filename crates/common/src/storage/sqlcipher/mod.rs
//! SQLCipher backend
//!
//! r2d2 connection pool over SQLCipher encrypted databases.

pub mod cipher;
pub mod config;
pub mod connection;
pub mod pool;

pub use cipher::{configure_sqlcipher, verify_encryption, SqlCipherConfig};
pub use config::SqlCipherPoolConfig;
pub use connection::{SqlCipherConnection, SqlCipherStatement};
pub use pool::{PoolHealth, SqlCipherPool};
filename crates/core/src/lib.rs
//! # Regsync Core
//!
//! Business logic for registry synchronisation - no infrastructure
//! dependencies.
//!
//! This crate contains:
//! - The correlation store (local object to registry identity)
//! - The export scheduling queue
//! - The operation state machine and its ports
//!
//! ## Architecture Principles
//! - Only depends on `regsync-common` and `regsync-domain`
//! - No database, HTTP, or platform code
//! - All external dependencies via traits

pub mod correlation;
pub mod operation;
pub mod queue;

pub use correlation::{CorrelationRepository, CorrelationStore};
pub use operation::{
    ImportSink, ObjectLock, Operation, OperationDeps, OperationKind, OperationRepository,
    OperationScheduler, OperationService, PayloadSource, RegistryTransport, RunOutcome,
    ServiceDescriptor,
};
pub use queue::{ExportQueue, ExportQueueRepository, HouseProviderResolver};

/// Current Unix time in seconds.
pub fn unix_now() -> i64 {
    chrono::Utc::now().timestamp()
}
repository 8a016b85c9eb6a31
//! Infrastructure error conversions

pub mod conversions;

pub use conversions::{map_join_error, map_storage_error, InfraError};
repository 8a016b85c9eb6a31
//! Configuration loading and management
//!
//! This module provides utilities for loading application configuration
//! from environment variables and files.

pub mod loader;

// Re-export commonly used items
pub use loader::{load, load_from_env, load_from_file, probe_config_paths};
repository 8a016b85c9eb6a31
//! Database-backed "run later" for operations
//!
//! Scheduling only stamps `next_run_at` on the operation row; the
//! [`crate::sync::OperationWorker`] picks rows up once they are due.

use std::sync::Arc;
use std::time::Duration;

use async_trait::async_trait;
use regsync_core::operation::{OperationRepository, OperationScheduler};
use regsync_core::unix_now;
use regsync_domain::{OperationRecord, Result};
use tracing::debug;

/// [`OperationScheduler`] writing due times through the operation repository.
pub struct DbOperationScheduler {
    operations: Arc<dyn OperationRepository>,
    max_attempts: u32,
}

impl DbOperationScheduler {
    /// `max_attempts` bounds the retries after a retryable failure.
    pub fn new(operations: Arc<dyn OperationRepository>, max_attempts: u32) -> Self {
        Self { operations, max_attempts }
    }

    async fn run_at(&self, record: &mut OperationRecord, delay: Duration) -> Result<()> {
        let delay = i64::try_from(delay.as_secs()).unwrap_or(i64::MAX);
        record.next_run_at = Some(unix_now().saturating_add(delay));
        self.operations.save(record).await
    }
}

#[async_trait]
impl OperationScheduler for DbOperationScheduler {
    async fn schedule(&self, record: &mut OperationRecord) -> Result<()> {
        debug!(operation_id = %record.id, "Operation scheduled");
        self.run_at(record, Duration::ZERO).await
    }

    async fn retry(&self, record: &mut OperationRecord, delay: Duration) -> Result<bool> {
        record.attempts += 1;
        if record.attempts > self.max_attempts {
            debug!(
                operation_id = %record.id,
                attempts = record.attempts,
                max_attempts = self.max_attempts,
                "Retry budget exhausted"
            );
            return Ok(false);
        }

        debug!(
            operation_id = %record.id,
            attempts = record.attempts,
            delay_secs = delay.as_secs(),
            "Operation retry scheduled"
        );
        self.run_at(record, delay).await?;
        Ok(true)
    }

    async fn delay_then_resume(&self, record: &mut OperationRecord, delay: Duration) -> Result<()> {
        debug!(
            operation_id = %record.id,
            stage = %record.stage,
            delay_secs = delay.as_secs(),
            "Operation resume scheduled"
        );
        self.run_at(record, delay).await
    }
}
//! Registry request/response shapes exchanged with the transport.

use chrono::{DateTime, Utc};
use serde::{Deserialize, Serialize};

use super::correlation::ObjectType;

/// Request body for one submission.
#[derive(Debug, Clone, PartialEq, Serialize, Deserialize)]
pub struct RegistryPayload {
    pub operation: String,
    pub object_type: ObjectType,
    #[serde(default, skip_serializing_if = "Option::is_none")]
    pub provider_id: Option<String>,
    /// Provider-level reference data shared by every item.
    #[serde(default, skip_serializing_if = "Option::is_none")]
    pub context: Option<serde_json::Value>,
    pub items: Vec<PayloadItem>,
}

#[derive(Debug, Clone, PartialEq, Serialize, Deserialize)]
pub struct PayloadItem {
    pub transport_id: String,
    pub object_id: String,
    #[serde(default, skip_serializing_if = "Option::is_none")]
    pub external_id: Option<String>,
    #[serde(default)]
    pub deleted: bool,
    #[serde(default)]
    pub body: serde_json::Value,
}

/// Acknowledgment returned by a submission; used to poll and fetch.
#[derive(Debug, Clone, PartialEq, Eq, Hash, Serialize, Deserialize)]
#[serde(transparent)]
pub struct AckToken(pub String);

impl AckToken {
    pub fn as_str(&self) -> &str {
        &self.0
    }
}

impl std::fmt::Display for AckToken {
    fn fmt(&self, f: &mut std::fmt::Formatter<'_>) -> std::fmt::Result {
        f.write_str(&self.0)
    }
}

/// Processing state reported by the registry for an acknowledged request.
#[derive(Debug, Clone, Copy, PartialEq, Eq, Serialize, Deserialize)]
#[serde(rename_all = "lowercase")]
pub enum PollState {
    Received,
    Processing,
    Successful,
}

impl PollState {
    pub fn is_complete(self) -> bool {
        matches!(self, Self::Successful)
    }
}

/// Registry-side error attached to a result or an item.
#[derive(Debug, Clone, PartialEq, Eq, Serialize, Deserialize)]
pub struct ItemError {
    pub code: String,
    pub description: String,
    #[serde(default, skip_serializing_if = "Option::is_none")]
    pub detail: Option<String>,
}

impl ItemError {
    pub fn new(code: impl Into<String>, description: impl Into<String>) -> Self {
        Self { code: code.into(), description: description.into(), detail: None }
    }

    pub fn message(&self) -> String {
        match &self.detail {
            Some(detail) => format!("[{}] {} ({})", self.code, self.description, detail),
            None => format!("[{}] {}", self.code, self.description),
        }
    }
}

/// Identity assigned by the registry to an accepted item.
#[derive(Debug, Clone, PartialEq, Serialize, Deserialize)]
pub struct ItemSuccess {
    #[serde(default)]
    pub external_id: Option<String>,
    #[serde(default)]
    pub code: Option<String>,
    #[serde(default)]
    pub modified_at: Option<DateTime<Utc>>,
    /// Extra fields import variants persist alongside the identity.
    #[serde(default)]
    pub attributes: serde_json::Value,
}

/// Outcome for one submitted item. Nested imports carry their per-group
/// results in `children`.
#[derive(Debug, Clone, PartialEq, Serialize, Deserialize)]
pub struct ResultItem {
    #[serde(default)]
    pub transport_id: Option<String>,
    #[serde(default)]
    pub errors: Vec<ItemError>,
    #[serde(default)]
    pub success: Option<ItemSuccess>,
    #[serde(default)]
    pub children: Vec<ResultItem>,
}

impl ResultItem {
    pub fn success(transport_id: impl Into<String>, success: ItemSuccess) -> Self {
        Self {
            transport_id: Some(transport_id.into()),
            errors: Vec::new(),
            success: Some(success),
            children: Vec::new(),
        }
    }

    pub fn failure(transport_id: impl Into<String>, errors: Vec<ItemError>) -> Self {
        Self {
            transport_id: Some(transport_id.into()),
            errors,
            success: None,
            children: Vec::new(),
        }
    }
}

/// Structured registry response.
#[derive(Debug, Clone, Default, PartialEq, Serialize, Deserialize)]
pub struct RegistryResult {
    /// Set when the whole request was rejected.
    #[serde(default)]
    pub error: Option<ItemError>,
    #[serde(default)]
    pub items: Vec<ResultItem>,
}

/// What fetching a finished request yields.
#[derive(Debug, Clone, PartialEq, Serialize, Deserialize)]
#[serde(tag = "kind", content = "body", rename_all = "snake_case")]
pub enum FetchOutcome {
    Response(RegistryResult),
    Fault(ItemError),
}
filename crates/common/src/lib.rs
//! Shared building blocks for the regsync crates.
//!
//! # Feature Tiers
//!
//! Enable cargo features to opt into the tiers you need:
//! - `foundation`: error vocabulary and classification
//! - `observability`: tracing instrumentation for the tiers below
//! - `platform`: SQLCipher connection pooling and storage errors

#![forbid(unsafe_code)]
#![warn(rust_2018_idioms)]
#![warn(clippy::all, clippy::perf, clippy::complexity, clippy::suspicious)]

// Foundation tier
// -----------------------------------------------------------------
#[cfg(feature = "foundation")]
pub mod error;

// Platform tier
// -------------------------------------------------------------------
#[cfg(feature = "platform")]
pub mod storage;

#[cfg(feature = "foundation")]
pub use error::{CommonError, CommonResult, ErrorClassification, ErrorSeverity};
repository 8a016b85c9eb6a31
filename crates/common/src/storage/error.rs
//! Failures of the encrypted store.
//!
//! Raised by the SQLCipher pool and by the synchronous SQL helpers that the
//! repositories run on blocking threads.

use thiserror::Error;

use crate::error::{ErrorClassification, ErrorSeverity};

#[derive(Debug, Error)]
pub enum StorageError {
    #[error("cannot reach database: {0}")]
    Connection(String),

    #[error("query failed: {0}")]
    Query(String),

    #[error("cipher setup failed: {0}")]
    Encryption(String),

    #[error("migration failed: {0}")]
    Migration(String),

    /// The key does not open the file, or the file is plain SQLite.
    #[error("encryption key rejected or database not encrypted")]
    WrongKeyOrNotEncrypted,

    /// No pooled connection became free in time.
    #[error("no connection available within {0}s")]
    Timeout(u64),

    #[error("invalid pool configuration: {0}")]
    InvalidConfig(String),

    /// The file was migrated by a newer build.
    #[error("database schema is at version {found}, this build supports up to {expected}")]
    SchemaVersionMismatch { expected: i32, found: i32 },

    #[error(transparent)]
    Common(#[from] crate::CommonError),

    #[error(transparent)]
    Rusqlite(#[from] rusqlite::Error),

    #[error(transparent)]
    R2d2(#[from] r2d2::Error),

    /// A JSON column failed to decode.
    #[error(transparent)]
    SerdeJson(#[from] serde_json::Error),
}

pub type StorageResult<T> = Result<T, StorageError>;

impl ErrorClassification for StorageError {
    fn is_retryable(&self) -> bool {
        match self {
            Self::Timeout(_) | Self::Connection(_) => true,
            // BUSY and LOCKED clear once the competing writer commits
            Self::Rusqlite(err) => matches!(
                err.sqlite_error_code(),
                Some(rusqlite::ErrorCode::DatabaseBusy | rusqlite::ErrorCode::DatabaseLocked)
            ),
            Self::Common(common_err) => common_err.is_retryable(),
            _ => false,
        }
    }

    fn severity(&self) -> ErrorSeverity {
        match self {
            Self::Encryption(_)
            | Self::Migration(_)
            | Self::WrongKeyOrNotEncrypted
            | Self::SchemaVersionMismatch { .. } => ErrorSeverity::Critical,
            Self::Timeout(_) => ErrorSeverity::Warning,
            Self::Common(common_err) => common_err.severity(),
            _ => ErrorSeverity::Error,
        }
    }

    fn is_critical(&self) -> bool {
        matches!(
            self,
            Self::Encryption(_)
                | Self::Migration(_)
                | Self::WrongKeyOrNotEncrypted
                | Self::SchemaVersionMismatch { .. }
        ) || matches!(self, Self::Common(err) if err.is_critical())
    }

    fn retry_after(&self) -> Option<std::time::Duration> {
        match self {
            Self::Common(common_err) => common_err.retry_after(),
            _ => None,
        }
    }
}

impl From<StorageError> for crate::CommonError {
    fn from(err: StorageError) -> Self {
        if let StorageError::Common(common_err) = err {
            return common_err;
        }

        crate::CommonError::storage(err.to_string())
    }
}
//! Correlation store service - race-safe record transitions

use std::collections::HashMap;
use std::sync::Arc;

use regsync_domain::{CorrelationKey, CorrelationRecord, ObjectType, Result};
use tracing::{debug, warn};
use uuid::Uuid;

use super::ports::CorrelationRepository;
use crate::unix_now;

/// Maps local objects to registry identities.
///
/// Every mutator applies a [`CorrelationRecord`] transition and writes the
/// result through the repository before returning. Writes tied to a
/// submission are conditional on the record still carrying that
/// submission's transport id, so results for superseded submissions never
/// change state.
pub struct CorrelationStore {
    repository: Arc<dyn CorrelationRepository>,
}

impl CorrelationStore {
    pub fn new(repository: Arc<dyn CorrelationRepository>) -> Self {
        Self { repository }
    }

    /// Fresh transport correlation id.
    pub fn new_transport_id() -> String {
        Uuid::now_v7().to_string()
    }

    /// `provider_id` is ignored for types that are not provider-scoped.
    pub async fn get_or_create(
        &self,
        object_type: ObjectType,
        object_id: &str,
        provider_id: Option<&str>,
    ) -> Result<CorrelationRecord> {
        let key = CorrelationKey::scoped(object_type, object_id, provider_id);
        self.get_or_create_in_house(&key, None).await
    }

    /// Like [`Self::get_or_create`], recording the owning house on creation.
    pub async fn get_or_create_in_house(
        &self,
        key: &CorrelationKey,
        house_id: Option<&str>,
    ) -> Result<CorrelationRecord> {
        self.repository.get_or_create(key, house_id, unix_now()).await
    }

    pub async fn find(&self, key: &CorrelationKey) -> Result<Option<CorrelationRecord>> {
        self.repository.find(key).await
    }

    pub async fn find_by_transport_id(
        &self,
        transport_id: &str,
    ) -> Result<Option<CorrelationRecord>> {
        self.repository.find_by_transport_id(transport_id).await
    }

    /// Records of `batch_id` keyed by their live transport id.
    ///
    /// Records resubmitted under another batch, or already resolved, are not
    /// included. An unknown batch yields an empty map.
    pub async fn assemble(&self, batch_id: &str) -> Result<HashMap<String, CorrelationRecord>> {
        let records = self.repository.find_by_batch(batch_id).await?;
        let assembled: HashMap<_, _> = records
            .into_iter()
            .filter(|record| record.batch_id.as_deref() == Some(batch_id))
            .filter_map(|record| record.transport_id.clone().map(|tid| (tid, record)))
            .collect();

        debug!(batch_id, count = assembled.len(), "Assembled correlation batch");
        Ok(assembled)
    }

    /// Tag the record with a new submission. Any previous transport id is
    /// superseded.
    pub async fn mark_submitted(
        &self,
        record: &mut CorrelationRecord,
        batch_id: &str,
        transport_id: &str,
    ) -> Result<()> {
        record.submit(batch_id, transport_id, unix_now());
        self.repository.upsert(record).await
    }

    /// Store the registry identity. Returns `false` (and leaves `record`
    /// untouched) when the submission was superseded.
    pub async fn mark_saved(
        &self,
        record: &mut CorrelationRecord,
        external_id: Option<String>,
        code: Option<String>,
        saved_at: i64,
    ) -> Result<bool> {
        let mut updated = record.clone();
        updated.save(external_id, code, saved_at, unix_now());
        self.write_guarded(record, updated).await
    }

    /// Record a failure; the external identity is kept.
    pub async fn mark_error(&self, record: &mut CorrelationRecord, message: &str) -> Result<bool> {
        let mut updated = record.clone();
        updated.fail(message, unix_now());
        self.write_guarded(record, updated).await
    }

    /// Drop the transport id so the record is not picked up by `assemble`.
    pub async fn unmap(&self, record: &mut CorrelationRecord) -> Result<()> {
        record.unmap(unix_now());
        self.repository.upsert(record).await
    }

    /// Sever the link to the registry object.
    pub async fn reset(&self, record: &mut CorrelationRecord) -> Result<()> {
        record.reset(unix_now());
        self.repository.upsert(record).await
    }

    /// The submission's outcome will never be processed.
    pub async fn abandon(&self, record: &mut CorrelationRecord) -> Result<bool> {
        let mut updated = record.clone();
        updated.abandon(unix_now());
        self.write_guarded(record, updated).await
    }

    /// Flag a saved object as modified locally.
    pub async fn mark_changed(&self, key: &CorrelationKey) -> Result<Option<CorrelationRecord>> {
        let Some(mut record) = self.repository.find(key).await? else {
            return Ok(None);
        };
        record.touch(unix_now());
        self.repository.upsert(&record).await?;
        Ok(Some(record))
    }

    /// Soft-delete: the record stays, flagged so the next export sends a
    /// removal.
    pub async fn mark_deleted(&self, key: &CorrelationKey) -> Result<CorrelationRecord> {
        let mut record = self.get_or_create_in_house(key, None).await?;
        record.deleted = true;
        record.touch(unix_now());
        self.repository.upsert(&record).await?;
        Ok(record)
    }

    async fn write_guarded(
        &self,
        record: &mut CorrelationRecord,
        updated: CorrelationRecord,
    ) -> Result<bool> {
        let written = match record.transport_id.as_deref() {
            Some(expected) => self.repository.upsert_if_current(&updated, expected).await?,
            None => {
                self.repository.upsert(&updated).await?;
                true
            }
        };

        if written {
            *record = updated;
        } else {
            warn!(
                key = %record.key(),
                transport_id = ?record.transport_id,
                "Ignoring update for superseded submission"
            );
        }
        Ok(written)
    }
}
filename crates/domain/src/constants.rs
//! Domain constants
//!
//! Defaults shared by configuration, the operation state machine and the
//! export queue.

/// Poll delays (seconds) applied while the registry is still working on a
/// request. Running past the last entry is fatal.
pub const BACKOFF_SCHEDULE_SECS: [u64; 9] = [5, 10, 30, 60, 120, 300, 900, 1800, 3600];

/// A wip transport id older than this is considered abandoned.
/// Longer than the sum of [`BACKOFF_SCHEDULE_SECS`].
pub const DEFAULT_LIVE_TRANSPORT_WINDOW_SECS: u64 = 7200;

// Export queue
pub const DEFAULT_QUEUE_DELAY_SECS: u64 = 60;
pub const DEFAULT_DISTRIBUTE_INTERVAL_SECS: u64 = 300;
pub const DEFAULT_PURGE_CRON: &str = "0 0 3 * * *";

// Operation runtime
pub const DEFAULT_PENDING_DELAY_SECS: u64 = 60;
pub const DEFAULT_MAX_ATTEMPTS: u32 = 5;
pub const DEFAULT_LOCK_TTL_SECS: u64 = 300;
pub const DEFAULT_TRANSPORT_TIMEOUT_SECS: u64 = 60;

/// Error and warning texts stored on records are cut to this many chars.
pub const MAX_REASON_LENGTH: usize = 256;

/// Registry codes downgraded from item errors to warnings.
pub const DEFAULT_WARNING_CODES: &[&str] = &["INT002000", "INT002003", "SRV008002"];

/// Registry codes meaning "object unknown to the registry".
pub const DEFAULT_MISSING_CODES: &[&str] = &["INT002012", "SRV006000"];

/// Registry codes asking the client to rebuild and resend the request.
pub const DEFAULT_RESTART_CODES: &[&str] = &["EXP001000"];
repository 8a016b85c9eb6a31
//! Shared helpers for `regsync-infra` integration tests.
//!
//! Wires the SQLCipher repositories, the HTTP registry transport and the
//! operation service together against a temporary database and a wiremock
//! registry.

#![allow(dead_code)]

use std::collections::HashMap;
use std::sync::{Arc, Mutex};
use std::time::Duration;

use async_trait::async_trait;
use regsync_core::correlation::CorrelationStore;
use regsync_core::operation::{
    ImportSink, OperationDeps, OperationKind, OperationService, PayloadSource, ServiceDescriptor,
};
use regsync_core::queue::ExportQueue;
use regsync_domain::{
    CorrelationRecord, ItemSuccess, ObjectType, OperationConfig, QueueConfig, RegistryPayload,
    Result as DomainResult,
};
use regsync_infra::database::{
    DbManager, SqlCipherCorrelationRepository, SqlCipherExportQueueRepository,
    SqlCipherHouseProviderRepository, SqlCipherObjectLock, SqlCipherOperationRepository,
};
use regsync_infra::http::HttpClient;
use regsync_infra::observability::metrics::SyncMetrics;
use regsync_infra::registry::HttpRegistryTransport;
use regsync_infra::scheduling::DbOperationScheduler;
use serde_json::{json, Value};
use tempfile::TempDir;
use wiremock::matchers::{method, path_regex};
use wiremock::{Mock, MockServer, Request, ResponseTemplate};

pub const TEST_DB_KEY: &str = "test_key_64_chars_long_aaaaaaaaaaaaaaaaaaaaaaaaaaaaaaaaaaaaaaaaaa";

/// Temporary database wrapper that keeps the underlying file alive for the
/// duration of a test run.
pub struct TestDatabase {
    pub manager: Arc<DbManager>,
    _temp_dir: TempDir,
}

impl TestDatabase {
    pub fn new() -> Self {
        let temp_dir = TempDir::new().expect("temp dir should be created");
        let db_path = temp_dir.path().join("regsync.db");

        let manager =
            DbManager::new(&db_path, 4, Some(TEST_DB_KEY)).expect("db manager should be created");
        manager.run_migrations().expect("schema migrations should apply");

        Self { manager: Arc::new(manager), _temp_dir: temp_dir }
    }
}

impl Default for TestDatabase {
    fn default() -> Self {
        Self::new()
    }
}

/// Serves every object as `{"serial": <id>}`.
#[derive(Default)]
pub struct EchoPayloads;

#[async_trait]
impl PayloadSource for EchoPayloads {
    async fn load_object(
        &self,
        _object_type: &ObjectType,
        object_id: &str,
    ) -> DomainResult<Option<Value>> {
        Ok(Some(json!({ "serial": object_id })))
    }

    async fn provider_context(&self, provider_id: &str) -> DomainResult<Value> {
        Ok(json!({ "provider": provider_id }))
    }
}

#[derive(Default)]
pub struct NoopImports;

#[async_trait]
impl ImportSink for NoopImports {
    async fn store_item(
        &self,
        _record: &CorrelationRecord,
        _item: &ItemSuccess,
        _group_id: Option<&str>,
    ) -> DomainResult<()> {
        Ok(())
    }
}

pub fn descriptor() -> ServiceDescriptor {
    ServiceDescriptor::new("house-management")
        .register("export_meters", OperationKind::GenericExport, ObjectType::Meter)
        .register("export_houses", OperationKind::GenericExport, ObjectType::House)
}

/// Everything an integration test needs, backed by one temp database.
pub struct Stack {
    pub db: TestDatabase,
    pub correlations: Arc<SqlCipherCorrelationRepository>,
    pub operations: Arc<SqlCipherOperationRepository>,
    pub houses: Arc<SqlCipherHouseProviderRepository>,
    pub queue: Arc<ExportQueue>,
    pub service: Arc<OperationService>,
    pub metrics: Arc<SyncMetrics>,
}

impl Stack {
    pub fn new(registry_url: &str, max_attempts: u32) -> Self {
        let db = TestDatabase::new();
        let manager = Arc::clone(&db.manager);

        let correlations = Arc::new(SqlCipherCorrelationRepository::new(Arc::clone(&manager)));
        let operations = Arc::new(SqlCipherOperationRepository::new(Arc::clone(&manager)));
        let houses = Arc::new(SqlCipherHouseProviderRepository::new(Arc::clone(&manager)));
        let queue = Arc::new(ExportQueue::new(
            Arc::new(SqlCipherExportQueueRepository::new(Arc::clone(&manager))),
            houses.clone(),
            QueueConfig { default_delay_secs: 0, ..QueueConfig::default() },
        ));

        let client = HttpClient::builder()
            .max_attempts(1)
            .base_backoff(Duration::from_millis(5))
            .timeout(Duration::from_secs(5))
            .build()
            .expect("http client");
        let transport = HttpRegistryTransport::new(client, registry_url).expect("transport");

        let deps = OperationDeps {
            correlations: Arc::new(CorrelationStore::new(correlations.clone())),
            queue: Arc::clone(&queue),
            transport: Arc::new(transport),
            payloads: Arc::new(EchoPayloads),
            imports: Arc::new(NoopImports),
            locks: Arc::new(SqlCipherObjectLock::new(Arc::clone(&manager))),
            operations: operations.clone(),
            scheduler: Arc::new(DbOperationScheduler::new(operations.clone(), max_attempts)),
            config: OperationConfig { max_attempts, ..OperationConfig::default() },
        };

        Self {
            db,
            correlations,
            operations,
            houses,
            queue,
            service: Arc::new(OperationService::new(Arc::new(descriptor()), deps)),
            metrics: Arc::new(SyncMetrics::new()),
        }
    }
}

/// Registry double: acknowledges every submission, reports `state` for
/// every poll and answers each submitted item with `ext-<object id>`.
pub struct RegistryDouble {
    pub server: MockServer,
    submissions: Arc<Mutex<HashMap<String, RegistryPayload>>>,
}

impl RegistryDouble {
    pub async fn start(state: &'static str) -> Self {
        let server = MockServer::start().await;
        let submissions: Arc<Mutex<HashMap<String, RegistryPayload>>> = Arc::default();

        let store = Arc::clone(&submissions);
        Mock::given(method("POST"))
            .and(path_regex(r"^/api/requests/[a-z_]+$"))
            .respond_with(move |request: &Request| {
                let payload: RegistryPayload =
                    serde_json::from_slice(&request.body).expect("payload json");
                let mut submissions = store.lock().expect("submissions lock");
                let ack = format!("ack-{}", submissions.len() + 1);
                submissions.insert(ack.clone(), payload);
                ResponseTemplate::new(202).set_body_json(json!({ "ack": ack }))
            })
            .mount(&server)
            .await;

        Mock::given(method("GET"))
            .and(path_regex(r"^/api/requests/[^/]+/state$"))
            .respond_with(ResponseTemplate::new(200).set_body_json(json!({ "state": state })))
            .mount(&server)
            .await;

        let store = Arc::clone(&submissions);
        Mock::given(method("GET"))
            .and(path_regex(r"^/api/requests/[^/]+/result$"))
            .respond_with(move |request: &Request| {
                let ack = request
                    .url
                    .path_segments()
                    .and_then(|segments| segments.rev().nth(1))
                    .unwrap_or_default()
                    .to_string();
                let submissions = store.lock().expect("submissions lock");
                let Some(payload) = submissions.get(&ack) else {
                    return ResponseTemplate::new(404);
                };
                let items: Vec<Value> = payload
                    .items
                    .iter()
                    .map(|item| {
                        json!({
                            "transport_id": item.transport_id,
                            "success": { "external_id": format!("ext-{}", item.object_id) }
                        })
                    })
                    .collect();
                ResponseTemplate::new(200).set_body_json(json!({ "items": items }))
            })
            .mount(&server)
            .await;

        Self { server, submissions }
    }

    /// Registry answering every call with `status`.
    pub async fn failing(status: u16) -> Self {
        let server = MockServer::start().await;
        Mock::given(path_regex(r"^/api/.*"))
            .respond_with(ResponseTemplate::new(status))
            .mount(&server)
            .await;
        Self { server, submissions: Arc::default() }
    }

    pub fn url(&self) -> String {
        format!("{}/api", self.server.uri())
    }

    pub fn submissions(&self) -> Vec<RegistryPayload> {
        self.submissions.lock().expect("submissions lock").values().cloned().collect()
    }
}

*Task requirements*
Every line that contains the string "HttpClient" should be returned from the data.

*Final answer*
use regsync_infra::http::HttpClient;
        let client = HttpClient::builder()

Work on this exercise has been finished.